Computing membrane-AQP5-phosphatidylserine binding affinities with hybrid steered molecular dynamics approach.

Abstract

In order to elucidate how phosphatidylserine (PS6) interacts with AQP5 in a cell membrane, we developed a hybrid steered molecular dynamics (hSMD) method that involved: (1) Simultaneously steering two centers of mass of two selected segments of the ligand, and (2) equilibrating the ligand-protein complex with and without biasing the system. Validating hSMD, we first studied vascular endothelial growth factor receptor 1 (VEGFR1) in complex with N-(4-Chlorophenyl)-2-((pyridin-4-ylmethyl)amino)benzamide (8ST), for which the binding energy is known from in vitro experiments. In this study, our computed binding energy well agreed with the experimental value.
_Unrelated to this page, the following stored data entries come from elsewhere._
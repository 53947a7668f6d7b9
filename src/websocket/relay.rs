use futures::StreamExt;
use std::time::Duration;
use tracing::{debug, error, info, warn};

use super::connection::ConnectionManager;
use super::types::WsMessage;
use crate::aggregation::{in_app_channel, UserDigest};

const RECONNECT_INITIAL: Duration = Duration::from_millis(500);
const RECONNECT_MAX: Duration = Duration::from_secs(30);

/// Forwards in-app digests published by aggregation workers to the sockets
/// held by this replica. Digests for users connected elsewhere are skipped.
pub async fn run_in_app_relay(client: redis::Client, prefix: String, connections: ConnectionManager) {
    let channel = in_app_channel(&prefix);
    let mut backoff = RECONNECT_INITIAL;

    loop {
        match subscribe(&client, &channel).await {
            Ok(mut pubsub) => {
                info!("Relaying in-app digests from {}", channel);
                backoff = RECONNECT_INITIAL;

                let mut messages = pubsub.on_message();
                while let Some(msg) = messages.next().await {
                    match msg.get_payload::<String>() {
                        Ok(payload) => {
                            relay_payload(&connections, &payload);
                        }
                        Err(e) => warn!("Dropping undecodable in-app payload: {}", e),
                    }
                }
                warn!("In-app subscription closed, reconnecting");
            }
            Err(e) => error!("Failed to subscribe to {}: {}", channel, e),
        }

        tokio::time::sleep(backoff).await;
        backoff = (backoff * 2).min(RECONNECT_MAX);
    }
}

async fn subscribe(client: &redis::Client, channel: &str) -> redis::RedisResult<redis::aio::PubSub> {
    let mut pubsub = client.get_async_pubsub().await?;
    pubsub.subscribe(channel).await?;
    Ok(pubsub)
}

/// Returns the number of local sockets the digest reached.
pub fn relay_payload(connections: &ConnectionManager, payload: &str) -> usize {
    let digest: UserDigest = match serde_json::from_str(payload) {
        Ok(digest) => digest,
        Err(e) => {
            warn!("Dropping malformed in-app digest: {}", e);
            return 0;
        }
    };

    let user_id = digest.for_user_id;
    if !connections.is_user_online(&user_id) {
        return 0;
    }

    let delivered = connections.send_to_user(&user_id, WsMessage::Digest(digest));
    if delivered > 0 {
        debug!(user = %user_id, delivered, "In-app digest delivered");
    }
    delivered
}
Knowing the accuracy of this hSMD method, we applied it to the AQP5-lipid-bilayer system to answer an outstanding question relevant to AQP5's physiological function: Will the PS6, a lipid having a single long hydrocarbon tail that was found in the central pore of the AQP5 tetramer crystal, actually bind to and inhibit AQP5's central pore under near-physiological conditions, namely, when AQP5 tetramer is embedded in a lipid bilayer? We found, in silico, using the CHARMM 36 force field, that binding PS6 to AQP5 was a factor of 3 million weaker than "binding" it in the lipid bilayer. This suggests that AQP5's central pore will not be inhibited by PS6 or a similar lipid in a physiological environment.